NYC’s Savoy Park Apartments $210 Million Loan Modified
A real estate fund created by Citigroup Inc. (C) and L&M Development Partners modified the $210 million loan on New York’s Savoy Park apartments after they took over the property.
The senior mortgage on the rent-stabilized Harlem complex was split into two, including a $50 million portion on which payments may be deferred until the property is sold, according to a note by LNR Partners LLC, the loan’s servicer.
Citigroup and L&M announced last month that they agreed to buy the seven-building complex, which was valued at $153.3 million in 2011, according to data compiled by Bloomberg. They took ownership after junior lenders they were affiliated with gained control when the original borrowers, AREA Property Partners LP and Vantage Properties LLC, failed to make payments.
“Lenders maybe are less patient than they used to be, and if they conclude that the borrower is not necessary for the project to work, maybe they’re going to get aggressive in getting rid of the borrower,” said Joshua Stein, principal of New York-based commercial real estate firm Joshua Stein PLLC, who was not involved in the deal.
“The trend has been amend, extend, pretend, wait,” he said in a telephone interview. “And with values recovering, that has worked pretty well. But rent-stabilized properties in New York City have a pretty steady income stream, and if it couldn’t service the old debt, that probably isn’t going to change.”
Mounting Debt
Vantage and AREA bought Savoy Park for $175 million in 2006, near the peak of the commercial real estate market. In 2007, the complex was valued at $420 million on the expectation of higher rents, according to data compiled by Bloomberg. That same year, the owners borrowed against the property, adding $367.5 million of debt, including the $210 million senior mortgage that was packaged into bonds and sold to investors.
The partners were unable to raise apartment rents high enough to cover the debt service, prompting a transfer in 2010 of the senior loan to a so-called special servicer, Bloomberg data show. Special servicers negotiate with property owners on behalf of commercial-mortgage bondholders.
With 97 percent of Savoy Park’s units occupied, Vantage and AREA generated enough income to cover only half of the about $1.1 million in monthly interest payments on the mortgage, according to Bloomberg data from 2009.

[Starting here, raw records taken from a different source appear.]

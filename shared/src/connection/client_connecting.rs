use super::{
    ConnectionContext, ConnectionError, ConnectionState, ConnectionStateKind, SceneLoader,
    Transition, Transport,
};
use crate::protocol::ConnectStatus;
use crate::session::ClientId;
use log::error;

/// Waiting for the host to accept the connection.
#[derive(Debug, Default)]
pub(crate) struct ClientConnectingState;

impl<T: Transport, S: SceneLoader> ConnectionState<T, S> for ClientConnectingState {
    fn enter(&mut self, ctx: &mut ConnectionContext<T, S>) -> Transition {
        connect_client(ctx)
    }

    fn on_client_connected(&mut self, ctx: &mut ConnectionContext<T, S>, _client_id: ClientId) -> Transition {
        ctx.publish(ConnectStatus::Success);
        Some(ConnectionStateKind::ClientConnected)
    }

    fn on_client_disconnected(&mut self, ctx: &mut ConnectionContext<T, S>, _client_id: ClientId) -> Transition {
        starting_client_failed(ctx)
    }

    fn on_transport_failure(&mut self, ctx: &mut ConnectionContext<T, S>) -> Transition {
        starting_client_failed(ctx)
    }

    fn on_user_requested_shutdown(&mut self, ctx: &mut ConnectionContext<T, S>) -> Transition {
        ctx.publish(ConnectStatus::UserRequestedDisconnect);
        Some(ConnectionStateKind::Offline)
    }
}

/// Runs the connection method's client setup and starts the transport.
/// On failure the status is published, the error kept for the caller, and
/// the machine heads back to `Offline`.
pub(super) fn connect_client<T: Transport, S: SceneLoader>(
    ctx: &mut ConnectionContext<T, S>,
) -> Transition {
    let result = ctx
        .with_method(|method, transport| method.setup_client_connection(transport))
        .and_then(|setup| setup)
        .and_then(|()| {
            if ctx.transport.start_client() {
                Ok(())
            } else {
                Err(ConnectionError::StartClientFailed)
            }
        });

    match result {
        Ok(()) => None,
        Err(e) => {
            error!("Error connecting client: {}", e);
            let next = starting_client_failed(ctx);
            ctx.fail(e);
            next
        }
    }
}

/// Publishes the host's stated reason, or a generic start failure.
pub(super) fn starting_client_failed<T: Transport, S: SceneLoader>(
    ctx: &mut ConnectionContext<T, S>,
) -> Transition {
    let status = ctx
        .transport
        .disconnect_reason()
        .unwrap_or(ConnectStatus::StartClientFailed);
    ctx.publish(status);
    Some(ConnectionStateKind::Offline)
}
//! Wire protocol between host and clients.
//!
//! Every datagram is one bincode-encoded [`Packet`]. The connection payload a
//! client presents for approval travels as opaque bytes inside
//! [`Packet::Connect`] so the host can bound its size before decoding it.

use crate::action::{ActionId, ActionRequestData};
use crate::math::Vec3;
use crate::world::{EntityId, LifeState};
use serde::{Deserialize, Serialize};
use std::fmt;
use thiserror::Error;

/// Connection payloads larger than this are rejected without being decoded.
pub const MAX_CONNECT_PAYLOAD: usize = 1024;

/// Outcome codes published by the connection state machine and carried as
/// disconnect reasons.
#[derive(Debug, Clone, Copy, PartialEq, Eq, Hash, Serialize, Deserialize, Default)]
pub enum ConnectStatus {
    #[default]
    Undefined,
    Success,
    ServerFull,
    LoggedInAgain,
    UserRequestedDisconnect,
    GenericDisconnect,
    Reconnecting,
    IncompatibleBuildType,
    HostEndedSession,
    StartHostFailed,
    StartClientFailed,
}

impl ConnectStatus {
    /// Reasons after which a reconnecting client gives up immediately.
    pub fn is_terminal(self) -> bool {
        matches!(
            self,
            ConnectStatus::UserRequestedDisconnect
                | ConnectStatus::HostEndedSession
                | ConnectStatus::ServerFull
                | ConnectStatus::IncompatibleBuildType
        )
    }
}

impl fmt::Display for ConnectStatus {
    fn fmt(&self, f: &mut fmt::Formatter<'_>) -> fmt::Result {
        let text = match self {
            ConnectStatus::Undefined => "Undefined",
            ConnectStatus::Success => "Connected",
            ConnectStatus::ServerFull => "Connection failed: the host is full",
            ConnectStatus::LoggedInAgain => "Disconnected: logged in from another client",
            ConnectStatus::UserRequestedDisconnect => "Disconnected by user",
            ConnectStatus::GenericDisconnect => "Disconnected: connection to the host was lost",
            ConnectStatus::Reconnecting => "Attempting to reconnect",
            ConnectStatus::IncompatibleBuildType => {
                "Connection failed: server and client builds are not compatible"
            }
            ConnectStatus::HostEndedSession => "Disconnected: the host has ended the game session",
            ConnectStatus::StartHostFailed => "Failed to start host",
            ConnectStatus::StartClientFailed => "Failed to connect to the host",
        };
        f.write_str(text)
    }
}

/// What a client presents when asking to join.
#[derive(Debug, Clone, PartialEq, Eq, Serialize, Deserialize)]
pub struct ConnectionPayload {
    /// Persistent identity that survives reconnection.
    pub player_id: String,
    pub player_name: String,
    pub is_debug: bool,
}

impl ConnectionPayload {
    pub fn encode(&self) -> Result<Vec<u8>, ProtocolError> {
        bincode::serialize(self).map_err(ProtocolError::Encode)
    }

    /// Decodes a payload, refusing anything over [`MAX_CONNECT_PAYLOAD`]
    /// without looking at its contents.
    pub fn decode(bytes: &[u8]) -> Result<Self, ProtocolError> {
        if bytes.len() > MAX_CONNECT_PAYLOAD {
            return Err(ProtocolError::PayloadTooLarge {
                size: bytes.len(),
                max: MAX_CONNECT_PAYLOAD,
            });
        }
        bincode::deserialize(bytes).map_err(ProtocolError::Decode)
    }
}

/// Replicated view of one character, sent every tick.
#[derive(Debug, Clone, PartialEq, Serialize, Deserialize)]
pub struct CharacterSnapshot {
    pub id: EntityId,
    pub name: String,
    pub is_npc: bool,
    pub position: Vec3,
    pub facing: Vec3,
    pub hit_points: i32,
    pub life_state: LifeState,
    pub target: Option<EntityId>,
    pub held_object: Option<EntityId>,
    pub is_stealthy: bool,
    pub is_moving: bool,
    pub forced_movement: bool,
}

/// Replicated view of a carriable object.
#[derive(Debug, Clone, PartialEq, Serialize, Deserialize)]
pub struct ObjectSnapshot {
    pub id: EntityId,
    pub position: Vec3,
    pub holder: Option<EntityId>,
}

#[derive(Debug, Serialize, Deserialize, Clone)]
pub enum Packet {
    // client -> host
    Connect {
        payload: Vec<u8>,
    },
    ActionRequest {
        data: ActionRequestData,
    },
    MoveRequest {
        destination: Vec3,
    },
    StopChargingUp,
    Heartbeat,
    Disconnect,

    // host -> client
    Connected {
        client_id: u64,
        character: Option<EntityId>,
    },
    Disconnected {
        /// `None` means the connection dropped without an explicit reason.
        reason: Option<ConnectStatus>,
    },
    LoadScene {
        name: String,
    },
    Snapshot {
        tick: u32,
        timestamp: u64,
        characters: Vec<CharacterSnapshot>,
        objects: Vec<ObjectSnapshot>,
    },
    PlayAction {
        character: EntityId,
        data: ActionRequestData,
    },
    CancelAllActions {
        character: EntityId,
    },
    CancelActionsById {
        character: EntityId,
        action_id: ActionId,
    },
    StoppedChargingUp {
        character: EntityId,
        percent: f32,
    },
}

impl Packet {
    pub fn encode(&self) -> Result<Vec<u8>, ProtocolError> {
        bincode::serialize(self).map_err(ProtocolError::Encode)
    }

    pub fn decode(bytes: &[u8]) -> Result<Self, ProtocolError> {
        bincode::deserialize(bytes).map_err(ProtocolError::Decode)
    }
}

#[derive(Debug, Error)]
pub enum ProtocolError {
    #[error("failed to encode: {0}")]
    Encode(#[source] bincode::Error),
    #[error("failed to decode: {0}")]
    Decode(#[source] bincode::Error),
    #[error("payload of {size} bytes exceeds the {max} byte limit")]
    PayloadTooLarge { size: usize, max: usize },
}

Jonathan Gasthalter, a spokesman for Vantage, and Eric Waters, an AREA spokesman, declined to comment on the loan transfer. Maya Kriet, a spokeswoman for L&M, didn’t respond to an e-mail.
Loan Terms
Citigroup and L&M negotiated new terms for the senior mortgage, splitting it into two, including a $160 million portion on which the partners will make monthly interest payments at a reduced rate, LNR said in the note. The owners won’t be required to pay off the $50 million second loan until the property is sold or refinanced.
The servicer extended the loan maturity by almost four years, to December 2017, with the option of another extension to April 2018, according to the note.
As part of the deal, Citigroup and L&M paid $3.15 million in fees, LNR said. They also invested $17 million in new equity in the property, which will accrue interest at 13 percent annually.